By 1869 his business practices turned sour, with Flemington being one of the few properties not claimed to settle his £500,000 debt. At the same time Glass’s political influence was under attack, and he was briefly gaoled by a parliamentary select committee. Although he was released with some popular support, his political power was undermined and his personal life also placed under pressure.
Some accounts wrongly suggest Glass committed suicide. The inquest found that Glass, who was dying from cancer of the liver, was administered a lethal dose of chloral by his son at his request.
Glass bequeathed Flemington to his wife and 8 surviving children, who slowly sold the land to try to revive the family fortune.
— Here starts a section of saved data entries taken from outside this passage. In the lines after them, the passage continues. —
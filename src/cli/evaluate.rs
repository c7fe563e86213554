//! Evaluate-and-persist command

use super::helpers::{build_service, read_content, repository_id};
use reposcore_core::{config::Settings, instruction_or_default, Result};
use std::path::PathBuf;

/// Evaluate a registered repository and store the result
pub async fn handle(
    mut settings: Settings,
    id: i64,
    content: Option<String>,
    file: Option<PathBuf>,
    prompt: Option<String>,
    format: String,
) -> Result<()> {
    let repository_id = repository_id(id)?;
    let content = read_content(content, file)?;
    let instruction = instruction_or_default(prompt.as_deref());

    let service = build_service(&mut settings).await?;
    let record = service
        .evaluate_and_persist(repository_id, &content, instruction)
        .await?;

    if format == "json" {
        println!("{}", serde_json::to_string_pretty(&record)?);
        return Ok(());
    }

    println!("Analysis {} (repository {})", record.id, record.repository_id);
    println!("  Created: {}", record.created_at.format("%Y-%m-%d %H:%M:%S"));
    println!("  Summary: {}", record.summary);
    println!(
        "  Scores:  readme {} / test {} / commit {} / cicd {}  (total {}/100)",
        record.scores.readme(),
        record.scores.test(),
        record.scores.commit(),
        record.scores.cicd(),
        record.total_score()
    );
    for strength in &record.strengths {
        println!("  + {}", strength);
    }
    for improvement in &record.improvements {
        println!("  - {}", improvement);
    }
    Ok(())
}
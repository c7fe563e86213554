//! Raw completion command

use super::helpers::{build_service, read_content};
use reposcore_core::{config::Settings, Result};
use std::path::PathBuf;

/// Send content and instruction to the gateway and print the raw answer
pub async fn handle(
    mut settings: Settings,
    content: Option<String>,
    file: Option<PathBuf>,
    prompt: String,
) -> Result<()> {
    let content = read_content(content, file)?;
    let service = build_service(&mut settings).await?;

    let raw = service.complete_raw(&content, &prompt).await?;
    println!("{}", raw);
    Ok(())
}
From 1872 to 1881 lots were auctioned from Glass’s “paddock”, ultimately resulting in the Victorian architecture that stretches from Newmarket Street past Newmarket Station.
Flemington mansion and grounds were also later sold, ultimately being bought in 1910 by lawyer and horse-breeder Henry Madden, who renamed it Travancore and later sold off much of the land to create the current Travancore estate.
Glass was born in County Down, Ireland, and migrated to Victoria in 1840. He initially farmed on the Merri Creek but by 1845 had established himself as a station agent and merchant.
Australian Dictionary of Biography
Breen M, People, Cars & Cows: The Changing of Flemington (Melbourne, 1989)
Peck HH, Memoirs of a Stockman (Melbourne, 1942)
Hosken FW, From Mansion to School: Early History of Travancore (The Argus, Melbourne, Sat 4 June 1932, p.6)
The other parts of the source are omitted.